Source material
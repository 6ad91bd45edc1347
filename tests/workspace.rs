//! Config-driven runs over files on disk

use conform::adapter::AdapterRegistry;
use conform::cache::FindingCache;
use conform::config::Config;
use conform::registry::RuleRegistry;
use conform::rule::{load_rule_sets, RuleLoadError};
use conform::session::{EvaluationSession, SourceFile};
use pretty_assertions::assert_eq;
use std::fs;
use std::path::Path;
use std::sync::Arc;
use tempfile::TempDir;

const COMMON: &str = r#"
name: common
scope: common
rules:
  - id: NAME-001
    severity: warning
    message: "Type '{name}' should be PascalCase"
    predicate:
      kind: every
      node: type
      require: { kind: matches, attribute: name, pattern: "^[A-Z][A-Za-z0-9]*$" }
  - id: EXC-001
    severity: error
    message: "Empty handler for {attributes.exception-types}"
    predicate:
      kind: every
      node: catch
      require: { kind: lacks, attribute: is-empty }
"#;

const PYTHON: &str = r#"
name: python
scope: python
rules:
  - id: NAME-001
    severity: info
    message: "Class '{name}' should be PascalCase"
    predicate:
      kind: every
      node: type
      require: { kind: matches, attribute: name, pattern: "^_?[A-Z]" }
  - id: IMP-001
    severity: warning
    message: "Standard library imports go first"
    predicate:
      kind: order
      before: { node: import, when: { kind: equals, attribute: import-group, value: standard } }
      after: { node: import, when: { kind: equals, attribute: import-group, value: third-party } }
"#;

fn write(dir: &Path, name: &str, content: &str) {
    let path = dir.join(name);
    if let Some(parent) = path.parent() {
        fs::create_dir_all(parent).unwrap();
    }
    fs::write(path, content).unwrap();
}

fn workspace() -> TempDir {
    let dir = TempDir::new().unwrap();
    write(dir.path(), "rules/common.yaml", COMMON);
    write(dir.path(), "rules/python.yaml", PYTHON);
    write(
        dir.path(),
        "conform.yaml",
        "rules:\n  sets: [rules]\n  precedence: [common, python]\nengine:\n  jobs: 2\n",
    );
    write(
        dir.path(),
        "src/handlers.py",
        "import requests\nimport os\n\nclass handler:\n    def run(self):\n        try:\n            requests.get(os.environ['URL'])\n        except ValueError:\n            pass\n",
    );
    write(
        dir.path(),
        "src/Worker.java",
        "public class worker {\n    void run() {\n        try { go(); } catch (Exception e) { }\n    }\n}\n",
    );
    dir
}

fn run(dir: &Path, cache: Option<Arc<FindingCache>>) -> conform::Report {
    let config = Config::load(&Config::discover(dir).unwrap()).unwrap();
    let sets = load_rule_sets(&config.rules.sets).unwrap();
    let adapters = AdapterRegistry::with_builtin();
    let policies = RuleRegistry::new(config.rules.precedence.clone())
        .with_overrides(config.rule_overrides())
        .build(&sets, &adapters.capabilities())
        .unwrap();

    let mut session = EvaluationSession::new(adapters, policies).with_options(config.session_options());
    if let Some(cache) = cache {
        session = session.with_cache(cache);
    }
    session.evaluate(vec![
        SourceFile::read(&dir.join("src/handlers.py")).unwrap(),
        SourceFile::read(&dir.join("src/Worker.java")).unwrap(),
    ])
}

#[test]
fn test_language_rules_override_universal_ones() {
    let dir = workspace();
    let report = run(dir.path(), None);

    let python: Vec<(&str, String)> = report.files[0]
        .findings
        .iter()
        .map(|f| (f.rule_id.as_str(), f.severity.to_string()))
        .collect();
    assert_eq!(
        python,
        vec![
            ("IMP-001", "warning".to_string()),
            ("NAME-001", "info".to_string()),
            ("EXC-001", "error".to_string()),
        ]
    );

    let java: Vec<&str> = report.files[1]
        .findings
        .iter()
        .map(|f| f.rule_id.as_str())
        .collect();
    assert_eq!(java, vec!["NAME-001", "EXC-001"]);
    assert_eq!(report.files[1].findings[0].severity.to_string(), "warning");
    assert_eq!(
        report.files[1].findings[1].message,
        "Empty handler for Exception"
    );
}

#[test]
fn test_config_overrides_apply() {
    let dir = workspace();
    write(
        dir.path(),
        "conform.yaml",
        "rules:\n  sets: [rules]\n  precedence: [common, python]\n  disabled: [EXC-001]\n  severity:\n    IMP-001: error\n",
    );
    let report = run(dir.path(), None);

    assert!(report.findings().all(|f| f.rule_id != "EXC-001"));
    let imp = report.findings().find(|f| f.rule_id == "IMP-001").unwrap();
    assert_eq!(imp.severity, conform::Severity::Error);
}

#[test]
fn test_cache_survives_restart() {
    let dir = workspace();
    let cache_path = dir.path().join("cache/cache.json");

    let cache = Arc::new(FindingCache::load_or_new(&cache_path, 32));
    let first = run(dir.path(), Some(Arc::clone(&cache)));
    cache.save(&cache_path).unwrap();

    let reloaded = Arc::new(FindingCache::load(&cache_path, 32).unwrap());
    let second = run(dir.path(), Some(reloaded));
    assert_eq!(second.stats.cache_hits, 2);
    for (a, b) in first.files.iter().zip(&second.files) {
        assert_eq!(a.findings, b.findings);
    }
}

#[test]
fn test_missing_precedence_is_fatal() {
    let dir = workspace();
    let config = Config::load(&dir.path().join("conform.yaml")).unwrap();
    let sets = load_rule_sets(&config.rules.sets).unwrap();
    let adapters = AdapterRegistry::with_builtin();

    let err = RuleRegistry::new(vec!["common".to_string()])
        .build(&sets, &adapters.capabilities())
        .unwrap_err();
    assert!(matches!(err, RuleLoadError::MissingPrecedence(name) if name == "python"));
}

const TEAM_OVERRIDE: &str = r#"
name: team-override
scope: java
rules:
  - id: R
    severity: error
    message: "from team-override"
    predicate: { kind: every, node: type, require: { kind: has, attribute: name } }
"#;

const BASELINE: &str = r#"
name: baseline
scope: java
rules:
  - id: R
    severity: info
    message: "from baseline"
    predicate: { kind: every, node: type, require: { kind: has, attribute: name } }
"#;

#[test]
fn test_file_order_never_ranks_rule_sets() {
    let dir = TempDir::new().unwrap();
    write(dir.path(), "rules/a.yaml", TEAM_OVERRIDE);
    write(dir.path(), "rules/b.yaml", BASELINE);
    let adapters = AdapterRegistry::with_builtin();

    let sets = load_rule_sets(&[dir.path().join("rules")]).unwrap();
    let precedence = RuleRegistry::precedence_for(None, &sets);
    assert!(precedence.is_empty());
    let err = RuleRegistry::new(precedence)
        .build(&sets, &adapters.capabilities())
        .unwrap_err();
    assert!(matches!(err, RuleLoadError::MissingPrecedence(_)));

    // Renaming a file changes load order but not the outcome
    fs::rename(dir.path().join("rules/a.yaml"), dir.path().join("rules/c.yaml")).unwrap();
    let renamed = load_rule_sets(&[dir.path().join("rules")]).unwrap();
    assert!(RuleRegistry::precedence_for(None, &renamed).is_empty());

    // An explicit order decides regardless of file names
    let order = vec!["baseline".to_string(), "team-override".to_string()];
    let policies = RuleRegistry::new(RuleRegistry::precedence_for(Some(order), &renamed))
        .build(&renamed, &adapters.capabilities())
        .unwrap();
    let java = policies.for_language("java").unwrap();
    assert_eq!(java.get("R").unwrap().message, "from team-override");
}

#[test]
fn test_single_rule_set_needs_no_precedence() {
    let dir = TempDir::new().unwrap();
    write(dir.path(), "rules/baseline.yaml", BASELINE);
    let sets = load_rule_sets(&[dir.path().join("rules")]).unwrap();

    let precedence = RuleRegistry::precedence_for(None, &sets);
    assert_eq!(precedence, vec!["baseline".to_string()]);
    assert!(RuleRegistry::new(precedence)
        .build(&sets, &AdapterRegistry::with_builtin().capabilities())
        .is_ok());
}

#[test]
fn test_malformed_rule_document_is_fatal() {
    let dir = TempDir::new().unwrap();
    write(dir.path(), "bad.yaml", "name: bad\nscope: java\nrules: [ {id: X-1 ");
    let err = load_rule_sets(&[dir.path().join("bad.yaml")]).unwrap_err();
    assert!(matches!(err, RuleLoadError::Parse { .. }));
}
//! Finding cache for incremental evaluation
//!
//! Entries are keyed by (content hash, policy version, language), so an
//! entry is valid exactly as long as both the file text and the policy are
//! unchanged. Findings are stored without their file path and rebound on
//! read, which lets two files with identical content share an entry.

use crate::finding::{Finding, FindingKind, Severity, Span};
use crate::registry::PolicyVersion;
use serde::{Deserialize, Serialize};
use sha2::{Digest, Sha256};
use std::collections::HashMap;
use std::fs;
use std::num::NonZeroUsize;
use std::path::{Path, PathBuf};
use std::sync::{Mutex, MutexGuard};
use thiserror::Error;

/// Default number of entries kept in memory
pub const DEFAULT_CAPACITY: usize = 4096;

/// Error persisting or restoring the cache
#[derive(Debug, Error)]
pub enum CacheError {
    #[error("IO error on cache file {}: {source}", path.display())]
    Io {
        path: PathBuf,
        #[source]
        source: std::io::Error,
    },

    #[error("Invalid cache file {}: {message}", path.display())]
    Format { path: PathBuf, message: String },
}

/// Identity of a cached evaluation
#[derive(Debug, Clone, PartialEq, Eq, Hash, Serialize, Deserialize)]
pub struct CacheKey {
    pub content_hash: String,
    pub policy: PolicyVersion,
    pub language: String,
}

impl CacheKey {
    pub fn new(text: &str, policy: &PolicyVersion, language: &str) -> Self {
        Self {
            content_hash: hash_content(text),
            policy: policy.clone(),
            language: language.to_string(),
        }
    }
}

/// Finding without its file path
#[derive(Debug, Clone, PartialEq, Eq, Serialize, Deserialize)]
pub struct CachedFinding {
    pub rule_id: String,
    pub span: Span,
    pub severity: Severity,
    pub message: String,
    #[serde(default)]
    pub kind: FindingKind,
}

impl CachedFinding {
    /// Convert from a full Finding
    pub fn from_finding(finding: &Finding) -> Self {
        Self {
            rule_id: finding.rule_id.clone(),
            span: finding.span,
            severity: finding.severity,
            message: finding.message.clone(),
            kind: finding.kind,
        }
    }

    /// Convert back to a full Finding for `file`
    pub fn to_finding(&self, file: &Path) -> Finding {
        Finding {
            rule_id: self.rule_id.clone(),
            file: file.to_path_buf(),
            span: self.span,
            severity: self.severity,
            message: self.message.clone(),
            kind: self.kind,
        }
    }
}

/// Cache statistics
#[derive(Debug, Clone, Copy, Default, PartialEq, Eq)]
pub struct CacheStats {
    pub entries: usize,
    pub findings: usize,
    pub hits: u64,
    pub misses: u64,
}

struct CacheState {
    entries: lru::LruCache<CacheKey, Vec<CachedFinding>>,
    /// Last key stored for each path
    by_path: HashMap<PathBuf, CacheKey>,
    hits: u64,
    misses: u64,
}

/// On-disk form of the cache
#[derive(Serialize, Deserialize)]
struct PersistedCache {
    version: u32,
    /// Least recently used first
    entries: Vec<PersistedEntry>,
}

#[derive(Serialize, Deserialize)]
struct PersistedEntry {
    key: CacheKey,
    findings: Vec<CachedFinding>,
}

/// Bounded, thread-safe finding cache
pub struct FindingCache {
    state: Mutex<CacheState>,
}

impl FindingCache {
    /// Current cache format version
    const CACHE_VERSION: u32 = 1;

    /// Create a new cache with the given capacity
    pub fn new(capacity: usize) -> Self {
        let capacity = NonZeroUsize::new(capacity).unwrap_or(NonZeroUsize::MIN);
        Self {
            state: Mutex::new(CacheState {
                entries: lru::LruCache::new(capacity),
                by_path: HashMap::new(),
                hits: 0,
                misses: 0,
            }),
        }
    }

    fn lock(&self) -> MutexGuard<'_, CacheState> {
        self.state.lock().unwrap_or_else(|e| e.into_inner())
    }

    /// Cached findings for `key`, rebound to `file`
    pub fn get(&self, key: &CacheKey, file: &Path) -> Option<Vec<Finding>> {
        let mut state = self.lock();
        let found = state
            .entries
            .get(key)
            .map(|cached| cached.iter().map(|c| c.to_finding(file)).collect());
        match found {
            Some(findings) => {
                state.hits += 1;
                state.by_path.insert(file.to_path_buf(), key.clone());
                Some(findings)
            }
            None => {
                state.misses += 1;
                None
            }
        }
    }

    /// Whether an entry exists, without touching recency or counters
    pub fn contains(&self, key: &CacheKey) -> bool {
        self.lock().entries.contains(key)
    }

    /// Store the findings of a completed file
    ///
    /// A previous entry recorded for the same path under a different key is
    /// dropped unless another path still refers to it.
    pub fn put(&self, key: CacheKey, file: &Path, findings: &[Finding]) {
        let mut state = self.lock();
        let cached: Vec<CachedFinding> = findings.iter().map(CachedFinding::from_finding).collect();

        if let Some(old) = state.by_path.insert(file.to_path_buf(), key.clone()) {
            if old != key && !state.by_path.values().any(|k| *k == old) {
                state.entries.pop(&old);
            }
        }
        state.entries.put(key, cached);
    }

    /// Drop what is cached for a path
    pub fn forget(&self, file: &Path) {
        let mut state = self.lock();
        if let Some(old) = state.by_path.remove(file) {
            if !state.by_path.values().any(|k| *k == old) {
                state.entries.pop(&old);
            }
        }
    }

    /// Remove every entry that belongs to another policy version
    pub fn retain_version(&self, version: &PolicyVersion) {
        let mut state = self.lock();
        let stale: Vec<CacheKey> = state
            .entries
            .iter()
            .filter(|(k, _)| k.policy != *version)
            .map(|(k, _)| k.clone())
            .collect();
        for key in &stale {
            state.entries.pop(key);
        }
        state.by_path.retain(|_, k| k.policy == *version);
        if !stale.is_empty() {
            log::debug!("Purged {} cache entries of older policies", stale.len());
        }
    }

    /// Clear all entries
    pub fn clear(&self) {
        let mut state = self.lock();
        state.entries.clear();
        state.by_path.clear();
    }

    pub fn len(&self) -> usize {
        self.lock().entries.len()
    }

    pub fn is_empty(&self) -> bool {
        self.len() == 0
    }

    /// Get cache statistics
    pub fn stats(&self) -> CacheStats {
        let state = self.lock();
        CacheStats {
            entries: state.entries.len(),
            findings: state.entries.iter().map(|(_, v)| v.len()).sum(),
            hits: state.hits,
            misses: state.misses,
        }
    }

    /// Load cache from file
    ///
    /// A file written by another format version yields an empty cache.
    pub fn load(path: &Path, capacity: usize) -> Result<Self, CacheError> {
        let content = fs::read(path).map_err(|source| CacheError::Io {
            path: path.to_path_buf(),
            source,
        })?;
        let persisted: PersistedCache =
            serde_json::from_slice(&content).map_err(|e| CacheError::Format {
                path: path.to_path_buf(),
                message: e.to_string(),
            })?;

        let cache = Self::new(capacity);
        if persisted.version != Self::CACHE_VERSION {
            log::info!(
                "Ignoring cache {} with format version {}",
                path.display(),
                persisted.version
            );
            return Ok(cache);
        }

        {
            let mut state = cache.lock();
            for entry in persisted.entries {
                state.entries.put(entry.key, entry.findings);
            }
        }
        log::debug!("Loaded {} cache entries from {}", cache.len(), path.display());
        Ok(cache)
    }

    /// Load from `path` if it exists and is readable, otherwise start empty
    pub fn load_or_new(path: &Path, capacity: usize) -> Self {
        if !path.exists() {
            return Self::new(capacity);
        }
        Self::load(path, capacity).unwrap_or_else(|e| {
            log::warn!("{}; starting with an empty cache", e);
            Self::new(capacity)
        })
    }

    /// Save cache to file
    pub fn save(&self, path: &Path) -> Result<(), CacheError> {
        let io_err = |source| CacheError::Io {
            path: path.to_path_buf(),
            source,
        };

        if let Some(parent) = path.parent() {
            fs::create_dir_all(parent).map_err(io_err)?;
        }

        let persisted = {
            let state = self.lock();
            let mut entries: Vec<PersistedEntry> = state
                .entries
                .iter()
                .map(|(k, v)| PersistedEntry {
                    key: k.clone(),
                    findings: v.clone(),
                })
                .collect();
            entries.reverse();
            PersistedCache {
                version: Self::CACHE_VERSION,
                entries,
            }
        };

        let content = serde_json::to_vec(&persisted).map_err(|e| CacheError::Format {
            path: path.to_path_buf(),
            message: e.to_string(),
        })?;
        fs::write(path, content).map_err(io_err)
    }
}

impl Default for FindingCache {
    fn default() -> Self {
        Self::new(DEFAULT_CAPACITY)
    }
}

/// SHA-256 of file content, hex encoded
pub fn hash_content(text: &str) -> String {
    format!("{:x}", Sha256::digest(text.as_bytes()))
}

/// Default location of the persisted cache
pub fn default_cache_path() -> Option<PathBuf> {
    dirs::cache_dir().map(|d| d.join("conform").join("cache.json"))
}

Task item
Find and copy each line of the data where "bool" is present.

Answer section
    pub fn contains(&self, key: &CacheKey) -> bool {
    pub fn is_empty(&self) -> bool {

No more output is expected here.